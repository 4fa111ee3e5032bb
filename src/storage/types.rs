use std::fmt;
use thiserror::Error;

// ============================================================================
// Error Types
// ============================================================================

/// Database-specific errors with user-friendly messages
#[derive(Debug, Error)]
pub enum DatabaseError {
    /// Migration failed
    #[error("Database migration failed: {0}")]
    Migration(String),

    /// Generic database error
    #[error("Database error: {0}")]
    Other(#[from] sqlx::Error),
}

// ============================================================================
// Process Flag
// ============================================================================

/// Number of failed attempts after which an item is abandoned for good.
pub const MAX_ATTEMPTS: i64 = 10;

/// Retry/terminal state counter stored in `tracked_items.process_flag`.
///
/// - `0`: newly ingested, never attempted
/// - `1..=9`: consecutive failures (enrichment or publish), still retryable
/// - `10`: abandoned, excluded from every selection
/// - `-1`: published
///
/// The only ways to move a flag are [`after_failure`](Self::after_failure) and
/// [`after_success`](Self::after_success). Both are the identity on terminal
/// flags, so a flag never decreases and never leaves `-1` or `10`.
#[derive(Debug, Clone, Copy, PartialEq, Eq, Hash)]
pub struct ProcessFlag(i64);

/// Decoded view of a [`ProcessFlag`].
#[derive(Debug, Clone, Copy, PartialEq, Eq)]
pub enum PublishState {
    Pending,
    Retrying(u8),
    Done,
    Abandoned,
}

impl ProcessFlag {
    pub const PENDING: Self = Self(0);
    pub const DONE: Self = Self(-1);
    pub const ABANDONED: Self = Self(MAX_ATTEMPTS);

    /// Wrap a raw column value. Anything below zero is treated as done and
    /// anything at or above the ceiling as abandoned by [`state`](Self::state).
    pub const fn from_raw(value: i64) -> Self {
        Self(value)
    }

    pub const fn value(self) -> i64 {
        self.0
    }

    pub fn state(self) -> PublishState {
        match self.0 {
            v if v < 0 => PublishState::Done,
            0 => PublishState::Pending,
            v if v >= MAX_ATTEMPTS => PublishState::Abandoned,
            v => PublishState::Retrying(v as u8),
        }
    }

    pub fn is_terminal(self) -> bool {
        matches!(self.state(), PublishState::Done | PublishState::Abandoned)
    }

    /// Flag after one more failed attempt.
    pub fn after_failure(self) -> Self {
        if self.is_terminal() {
            self
        } else {
            Self((self.0 + 1).min(MAX_ATTEMPTS))
        }
    }

    /// Flag after a successful publish.
    pub fn after_success(self) -> Self {
        if self.is_terminal() {
            self
        } else {
            Self::DONE
        }
    }
}

impl Default for ProcessFlag {
    fn default() -> Self {
        Self::PENDING
    }
}

impl fmt::Display for ProcessFlag {
    fn fmt(&self, f: &mut fmt::Formatter<'_>) -> fmt::Result {
        write!(f, "{}", self.0)
    }
}

// ============================================================================
// Helper Types
// ============================================================================

/// A feed entry about to be stored for the first time.
#[derive(Debug, Clone)]
pub struct NewItem {
    pub title: String,
    pub url: String,
}

/// Fields produced by a successful enrichment, applied together.
#[derive(Debug, Clone, Default, PartialEq, Eq)]
pub struct Enrichment {
    pub content: String,
    pub image: Vec<u8>,
    pub image_name: String,
}

/// Internal row type for item queries (used by sqlx FromRow)
/// Converts to TrackedItem via into_item()
#[derive(Debug, sqlx::FromRow)]
pub(crate) struct TrackedItemRow {
    pub id: i64,
    pub title: String,
    pub url: String,
    pub content: String,
    pub image: Vec<u8>,
    pub image_name: String,
    pub process_flag: i64,
    pub last_error: Option<String>,
    pub created_at: i64,
    pub updated_at: i64,
    pub published_at: Option<i64>,
}

impl TrackedItemRow {
    pub(crate) fn into_item(self) -> TrackedItem {
        TrackedItem {
            id: self.id,
            title: self.title,
            url: self.url,
            content: self.content,
            image: self.image,
            image_name: self.image_name,
            process_flag: ProcessFlag::from_raw(self.process_flag),
            last_error: self.last_error,
            created_at: self.created_at,
            updated_at: self.updated_at,
            published_at: self.published_at,
        }
    }
}

// ============================================================================
// Data Structures
// ============================================================================

/// A feed entry tracked through enrichment and publishing.
///
/// `url` is the dedup key and never changes after insert. `content`, `image`
/// and `image_name` stay empty until enrichment succeeds.
#[derive(Clone, PartialEq, Eq)]
pub struct TrackedItem {
    pub id: i64,
    pub title: String,
    pub url: String,
    pub content: String,
    pub image: Vec<u8>,
    pub image_name: String,
    pub process_flag: ProcessFlag,
    /// Reason for the most recent failure, cleared once published.
    pub last_error: Option<String>,
    pub created_at: i64,
    pub updated_at: i64,
    pub published_at: Option<i64>,
}

/// Image bytes are summarized to keep log and assertion output readable.
impl fmt::Debug for TrackedItem {
    fn fmt(&self, f: &mut fmt::Formatter<'_>) -> fmt::Result {
        f.debug_struct("TrackedItem")
            .field("id", &self.id)
            .field("title", &self.title)
            .field("url", &self.url)
            .field("content_len", &self.content.len())
            .field("image_len", &self.image.len())
            .field("image_name", &self.image_name)
            .field("process_flag", &self.process_flag)
            .field("last_error", &self.last_error)
            .field("published_at", &self.published_at)
            .finish()
    }
}

/// Row counts per publish state, logged at the end of a run.
#[derive(Debug, Clone, Copy, Default, PartialEq, Eq)]
pub struct StatusCounts {
    pub pending: i64,
    pub retrying: i64,
    pub done: i64,
    pub abandoned: i64,
}
//! Caffeine - keep the display awake for a chosen duration
//!
//! Repeated activation cycles through 15, 30, 60 and 120 minutes and then an
//! indefinite mode; the next activation, the countdown running out, or an
//! interruption (phone call, screen off) switches it off again.

pub mod config;
pub mod state;
pub mod api;
pub mod services;
pub mod tasks;
pub mod utils;

#[cfg(test)]
pub(crate) mod test_utils;

// Re-export commonly used types
pub use config::Config;
pub use state::{AppState, Mode, ModeTimerController};
pub use api::create_router;
pub use utils::signals::shutdown_signal;
//! Utility functions module
//!
//! This module contains utility functions used throughout the application.

pub mod signals;

// Re-export main functions
pub use signals::{activation_signal_task, shutdown_signal};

◆ ASSIGNMENT:
Extract the data exactly as given.

◆ WRITTEN RESPONSE:
repository 4fa111ee3e5032bb
filename src/storage/types.rs
use std::fmt;
use thiserror::Error;

// ============================================================================
// Error Types
// ============================================================================

/// Database-specific errors with user-friendly messages
#[derive(Debug, Error)]
pub enum DatabaseError {
    /// Migration failed
    #[error("Database migration failed: {0}")]
    Migration(String),

    /// Generic database error
    #[error("Database error: {0}")]
    Other(#[from] sqlx::Error),
}

// ============================================================================
// Process Flag
// ============================================================================

/// Number of failed attempts after which an item is abandoned for good.
pub const MAX_ATTEMPTS: i64 = 10;

/// Retry/terminal state counter stored in `tracked_items.process_flag`.
///
/// - `0`: newly ingested, never attempted
/// - `1..=9`: consecutive failures (enrichment or publish), still retryable
/// - `10`: abandoned, excluded from every selection
/// - `-1`: published
///
/// The only ways to move a flag are [`after_failure`](Self::after_failure) and
/// [`after_success`](Self::after_success). Both are the identity on terminal
/// flags, so a flag never decreases and never leaves `-1` or `10`.
#[derive(Debug, Clone, Copy, PartialEq, Eq, Hash)]
pub struct ProcessFlag(i64);

/// Decoded view of a [`ProcessFlag`].
#[derive(Debug, Clone, Copy, PartialEq, Eq)]
pub enum PublishState {
    Pending,
    Retrying(u8),
    Done,
    Abandoned,
}

impl ProcessFlag {
    pub const PENDING: Self = Self(0);
    pub const DONE: Self = Self(-1);
    pub const ABANDONED: Self = Self(MAX_ATTEMPTS);

    /// Wrap a raw column value. Anything below zero is treated as done and
    /// anything at or above the ceiling as abandoned by [`state`](Self::state).
    pub const fn from_raw(value: i64) -> Self {
        Self(value)
    }

    pub const fn value(self) -> i64 {
        self.0
    }

    pub fn state(self) -> PublishState {
        match self.0 {
            v if v < 0 => PublishState::Done,
            0 => PublishState::Pending,
            v if v >= MAX_ATTEMPTS => PublishState::Abandoned,
            v => PublishState::Retrying(v as u8),
        }
    }

    pub fn is_terminal(self) -> bool {
        matches!(self.state(), PublishState::Done | PublishState::Abandoned)
    }

    /// Flag after one more failed attempt.
    pub fn after_failure(self) -> Self {
        if self.is_terminal() {
            self
        } else {
            Self((self.0 + 1).min(MAX_ATTEMPTS))
        }
    }

    /// Flag after a successful publish.
    pub fn after_success(self) -> Self {
        if self.is_terminal() {
            self
        } else {
            Self::DONE
        }
    }
}

impl Default for ProcessFlag {
    fn default() -> Self {
        Self::PENDING
    }
}

impl fmt::Display for ProcessFlag {
    fn fmt(&self, f: &mut fmt::Formatter<'_>) -> fmt::Result {
        write!(f, "{}", self.0)
    }
}

// ============================================================================
// Helper Types
// ============================================================================

/// A feed entry about to be stored for the first time.
#[derive(Debug, Clone)]
pub struct NewItem {
    pub title: String,
    pub url: String,
}

/// Fields produced by a successful enrichment, applied together.
#[derive(Debug, Clone, Default, PartialEq, Eq)]
pub struct Enrichment {
    pub content: String,
    pub image: Vec<u8>,
    pub image_name: String,
}

/// Internal row type for item queries (used by sqlx FromRow)
/// Converts to TrackedItem via into_item()
#[derive(Debug, sqlx::FromRow)]
pub(crate) struct TrackedItemRow {
    pub id: i64,
    pub title: String,
    pub url: String,
    pub content: String,
    pub image: Vec<u8>,
    pub image_name: String,
    pub process_flag: i64,
    pub last_error: Option<String>,
    pub created_at: i64,
    pub updated_at: i64,
    pub published_at: Option<i64>,
}

impl TrackedItemRow {
    pub(crate) fn into_item(self) -> TrackedItem {
        TrackedItem {
            id: self.id,
            title: self.title,
            url: self.url,
            content: self.content,
            image: self.image,
            image_name: self.image_name,
            process_flag: ProcessFlag::from_raw(self.process_flag),
            last_error: self.last_error,
            created_at: self.created_at,
            updated_at: self.updated_at,
            published_at: self.published_at,
        }
    }
}

// ============================================================================
// Data Structures
// ============================================================================

/// A feed entry tracked through enrichment and publishing.
///
/// `url` is the dedup key and never changes after insert. `content`, `image`
/// and `image_name` stay empty until enrichment succeeds.
#[derive(Clone, PartialEq, Eq)]
pub struct TrackedItem {
    pub id: i64,
    pub title: String,
    pub url: String,
    pub content: String,
    pub image: Vec<u8>,
    pub image_name: String,
    pub process_flag: ProcessFlag,
    /// Reason for the most recent failure, cleared once published.
    pub last_error: Option<String>,
    pub created_at: i64,
    pub updated_at: i64,
    pub published_at: Option<i64>,
}

/// Image bytes are summarized to keep log and assertion output readable.
impl fmt::Debug for TrackedItem {
    fn fmt(&self, f: &mut fmt::Formatter<'_>) -> fmt::Result {
        f.debug_struct("TrackedItem")
            .field("id", &self.id)
            .field("title", &self.title)
            .field("url", &self.url)
            .field("content_len", &self.content.len())
            .field("image_len", &self.image.len())
            .field("image_name", &self.image_name)
            .field("process_flag", &self.process_flag)
            .field("last_error", &self.last_error)
            .field("published_at", &self.published_at)
            .finish()
    }
}

/// Row counts per publish state, logged at the end of a run.
#[derive(Debug, Clone, Copy, Default, PartialEq, Eq)]
pub struct StatusCounts {
    pub pending: i64,
    pub retrying: i64,
    pub done: i64,
    pub abandoned: i64,
}
//! Caffeine - keep the display awake for a chosen duration
//!
//! Repeated activation cycles through 15, 30, 60 and 120 minutes and then an
//! indefinite mode; the next activation, the countdown running out, or an
//! interruption (phone call, screen off) switches it off again.

pub mod config;
pub mod state;
pub mod api;
pub mod services;
pub mod tasks;
pub mod utils;

#[cfg(test)]
pub(crate) mod test_utils;

// Re-export commonly used types
pub use config::Config;
pub use state::{AppState, Mode, ModeTimerController};
pub use api::create_router;
pub use utils::signals::shutdown_signal;
//! Utility functions module
//!
//! This module contains utility functions used throughout the application.

pub mod signals;

// Re-export main functions
pub use signals::{activation_signal_task, shutdown_signal};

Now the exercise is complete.